Wolfenbüttel, Herzog-August-Bibliothek, Cod. Guelf. 42.3-5. Aug. 4° · Entstehungsort unbekannt · 1543
Nimm einen Fisch, sei es ein Karpfen oder eine andere Sorte, die du ganz in die Pastete einlegen möchtest. Schuppe ihn zuerst, dann schneide ihn quer auf beiden Seiten tief ein. Öffne ihn am Bauch und nimm die Galle heraus.

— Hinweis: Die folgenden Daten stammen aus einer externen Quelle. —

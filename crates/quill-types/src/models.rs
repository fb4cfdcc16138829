use chrono::{DateTime, Utc};
use serde::{Deserialize, Serialize};
use uuid::Uuid;

/// A registered user as the account owner sees it. The password hash lives
/// only in the db layer's row types and never appears in a serde shape.
#[derive(Debug, Clone, Serialize, Deserialize)]
pub struct User {
    pub id: Uuid,
    pub username: String,
    pub email: String,
    pub created_at: DateTime<Utc>,
}

/// The subset of a user safe to show to other users.
#[derive(Debug, Clone, Serialize, Deserialize)]
pub struct PublicProfile {
    pub id: Uuid,
    pub username: String,
}

#[derive(Debug, Clone, Serialize, Deserialize)]
pub struct Post {
    pub id: Uuid,
    pub title: String,
    pub body: String,
    pub user_id: Uuid,
    pub created_at: DateTime<Utc>,
}

#[derive(Debug, Clone, Serialize, Deserialize)]
pub struct Comment {
    pub id: Uuid,
    pub body: String,
    pub user_id: Uuid,
    pub post_id: Uuid,
    pub created_at: DateTime<Utc>,
}

/// Server-side session state correlated to the opaque token the client
/// holds. Persisted so sessions survive restarts.
#[derive(Debug, Clone)]
pub struct Session {
    pub token: Uuid,
    pub user_id: Uuid,
    pub username: String,
    pub logged_in: bool,
}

Nimm die Gewürzmischung mit dem Zeichen A, doch verwende mehr Salz dazu als für Fleisch. Beachte dies, denn Fische sind viel milder im Geschmack als Fleisch, darum gib mehr Salz zum Gewürz, wenn du den Fisch würzen willst. Danach nimm den Fisch und würze ihn zuerst unter den Flossen auf beiden Seiten. Nimm anschließend die Innereien heraus, würze die Bauchhöhle gut und die Innereien ebenfalls, dann gib sie wieder in den Fisch zurück.
Reibe den Fisch danach außen mit dem gut gesalzenen Gewürz ein und ebenso in die Einschnitte. Nimm dann den Teig und forme einen breiten, feinen, dünnen Fladen, wie man Pfannzelten macht, doch groß genug, dass der Fisch darin liegen kann. Lege den Fisch auf die eine Teighälfte und schlage die andere Hälfte darüber. Doch bevor du ihn überschlägst, gib drei oder vier Batzen Schmalz auf den Fisch. Danach verschließe die Pastete und verwickle sie gut.

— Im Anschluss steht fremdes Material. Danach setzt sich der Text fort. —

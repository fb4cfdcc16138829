use anyhow::Result;
use rusqlite::Connection;
use tracing::info;

pub fn run(conn: &Connection) -> Result<()> {
    conn.execute_batch(
        "
        CREATE TABLE IF NOT EXISTS users (
            id          TEXT PRIMARY KEY,
            username    TEXT NOT NULL UNIQUE,
            email       TEXT NOT NULL UNIQUE,
            password    TEXT NOT NULL,
            created_at  TEXT NOT NULL DEFAULT (datetime('now'))
        );

        CREATE TABLE IF NOT EXISTS posts (
            id          TEXT PRIMARY KEY,
            title       TEXT NOT NULL,
            body        TEXT NOT NULL,
            user_id     TEXT NOT NULL REFERENCES users(id) ON DELETE CASCADE,
            created_at  TEXT NOT NULL DEFAULT (datetime('now'))
        );

        CREATE INDEX IF NOT EXISTS idx_posts_owner
            ON posts(user_id, created_at);

        CREATE TABLE IF NOT EXISTS comments (
            id          TEXT PRIMARY KEY,
            body        TEXT NOT NULL,
            user_id     TEXT NOT NULL REFERENCES users(id) ON DELETE CASCADE,
            post_id     TEXT NOT NULL REFERENCES posts(id) ON DELETE CASCADE,
            created_at  TEXT NOT NULL DEFAULT (datetime('now'))
        );

        CREATE INDEX IF NOT EXISTS idx_comments_post
            ON comments(post_id);

        -- Durable session store: one row per live login token.
        CREATE TABLE IF NOT EXISTS sessions (
            token       TEXT PRIMARY KEY,
            user_id     TEXT NOT NULL REFERENCES users(id) ON DELETE CASCADE,
            username    TEXT NOT NULL,
            logged_in   INTEGER NOT NULL DEFAULT 1,
            created_at  TEXT NOT NULL DEFAULT (datetime('now'))
        );
        ",
    )?;

    info!("Database migrations complete");
    Ok(())
}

Mache in der Mitte ein kleines Loch darauf, damit man eine Brühe durch ein Trichterlein hineingießen kann. Schiebe die Pastete in den Ofen und lass sie backen. Ist es ein großer Fisch, so braucht er wohl zwei Stunden zum Backen; ist er aber klein, so braucht er nur eine Stunde. Bestreiche ihn mit Eigelb. So hast du die Anleitung für Fischpasteten.

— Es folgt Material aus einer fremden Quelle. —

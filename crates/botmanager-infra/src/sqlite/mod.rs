//! SQLite storage backed by sqlx.

pub mod api_key;
pub mod bot;
pub mod pool;
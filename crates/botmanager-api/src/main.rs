//! Bot manager CLI and REST API entry point.
//!
//! Binary name: `botmgr`
//!
//! Parses CLI arguments, loads configuration, initializes the database and
//! services, then dispatches to the command handler or starts the REST API
//! server.

mod cli;
mod http;
mod state;

use clap::Parser;
use clap_complete::generate;

use botmanager_infra::config::{load_service_config, resolve_data_dir};
use botmanager_observe::tracing_setup::{TracingOptions, init_tracing, shutdown_tracing};
use cli::{Cli, Commands, KeyCommand};
use state::AppState;

#[tokio::main]
async fn main() -> anyhow::Result<()> {
    let cli = Cli::parse();

    // Shell completions don't need config or app state
    if let Commands::Completions { shell } = &cli.command {
        let mut cmd = <Cli as clap::CommandFactory>::command();
        generate(*shell, &mut cmd, "botmgr", &mut std::io::stdout());
        return Ok(());
    }

    let data_dir = resolve_data_dir();
    let config = load_service_config(&data_dir).await;

    let tracing_options = TracingOptions {
        json: config.log_json,
        otel: config.otel,
        ..TracingOptions::from_verbosity(cli.verbose > 0, cli.quiet)
    };
    init_tracing(&tracing_options).map_err(|e| anyhow::anyhow!("{e}"))?;
    tracing::debug!(data_dir = %data_dir.display(), "configuration loaded");

    // Initialize application state (DB, services)
    let state = AppState::init(data_dir, config).await?;

    let result = run(cli, state.clone()).await;

    state.db_pool.close().await;
    shutdown_tracing();
    result
}

async fn run(cli: Cli, state: AppState) -> anyhow::Result<()> {
    match cli.command {
        Commands::Key { action } => match action {
            KeyCommand::Issue {
                owner,
                scopes,
                name,
            } => {
                cli::key::issue_key(&state, &owner, &scopes, &name, cli.json).await?;
            }
        },

        Commands::Serve { port, host } => {
            let host = host.unwrap_or_else(|| state.config.host.clone());
            let port = port.unwrap_or(state.config.port);
            let addr = format!("{host}:{port}");
            let listener = tokio::net::TcpListener::bind(&addr).await?;

            tracing::info!(%addr, data_dir = %state.data_dir.display(), "bot manager API listening");
            if !cli.quiet && !cli.json {
                println!(
                    "  {} Bot manager API listening on {}",
                    console::style("⚡").bold(),
                    console::style(format!("http://{addr}")).cyan()
                );
                println!("  {}", console::style("Press Ctrl+C to stop").dim());
            }

            let router = http::router::build_router(state);

            axum::serve(listener, router)
                .with_graceful_shutdown(shutdown_signal())
                .await?;

            tracing::info!("server stopped");
        }

        Commands::Completions { .. } => {}
    }

    Ok(())
}

/// Wait for Ctrl+C or SIGTERM for graceful shutdown.
async fn shutdown_signal() {
    let ctrl_c = async {
        if let Err(e) = tokio::signal::ctrl_c().await {
            tracing::error!(error = %e, "failed to install Ctrl+C handler");
            std::future::pending::<()>().await;
        }
    };

    #[cfg(unix)]
    let terminate = async {
        match tokio::signal::unix::signal(tokio::signal::unix::SignalKind::terminate()) {
            Ok(mut signal) => {
                signal.recv().await;
            }
            Err(e) => {
                tracing::error!(error = %e, "failed to install SIGTERM handler");
                std::future::pending::<()>().await;
            }
        }
    };

    #[cfg(not(unix))]
    let terminate = std::future::pending::<()>();

    tokio::select! {
        _ = ctrl_c => {},
        _ = terminate => {},
    }
}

| Original | Modern | Mengenangabe | Wo kaufen | Alternative |
|---|---|---|---|---|
| ain visch es sey ein karpff oder was es woll fur ain visch | 1 Fisch (z.B. Karpfen) | 1 Stück | Fischhändler, gut sortierter Supermarkt | Hecht, Lachs oder anderer ganzer Fisch |
| das gewirtz mit dem zaichen A | Gewürzmischung A | - | - | Eine Mischung aus Pfeffer, Ingwer, Zimt, Nelken und Muskat |
| mer saltz | Salz | - | - | - |
| den taig | Teig | - | - | Mürbeteig oder Blätterteig |
| drey oder vier batzen schmaltz | 3-4 Batzen Schmalz | 3 | Metzger, Supermarkt | Butter oder Pflanzenfett |
| ain brue | Brühe | - | - | Fischbrühe oder Gemüsebrühe |
| dem gelben vom Ay | Eigelb | 1 | - | - |
Welches Gericht ist das? Ein ganzer Fisch - Karpfen oder eine andere Sorte -, innen und außen gewürzt, mit den zurückgelegten, ebenfalls gewürzten Innereien, wird in einen dünnen Teigfladen eingeschlagen, im Ofen gebacken und zum Schluss mit Eigelb bestrichen. Die nächste lebende Verwandtschaft ist der ganze Fisch im Teigmantel, wie er heute unter Namen wie Fisch-Wellington oder poisson en croûte bekannt ist - nicht eine Fischpaste oder -terrine, wie das Wort „Pastete" heute meist verstanden wird.
Ob der Fisch beim Einschneiden ganz bleibt oder in Stücke geteilt wird, ist im Text nicht restlos eindeutig: „In gantz einmachen" spricht dafür, dass der ganze Fisch in die Teighülle kommt, die tiefen Querschnitte dienten dann dazu, Salz und Gewürz besser eindringen zu lassen und die Garzeit zu verkürzen - diese Lesart folgt dem Rezept hier. Dass die Einschnitte stattdessen ein Zerteilen in Stücke meinen, ist als Alternative dokumentiert, aber weniger wahrscheinlich.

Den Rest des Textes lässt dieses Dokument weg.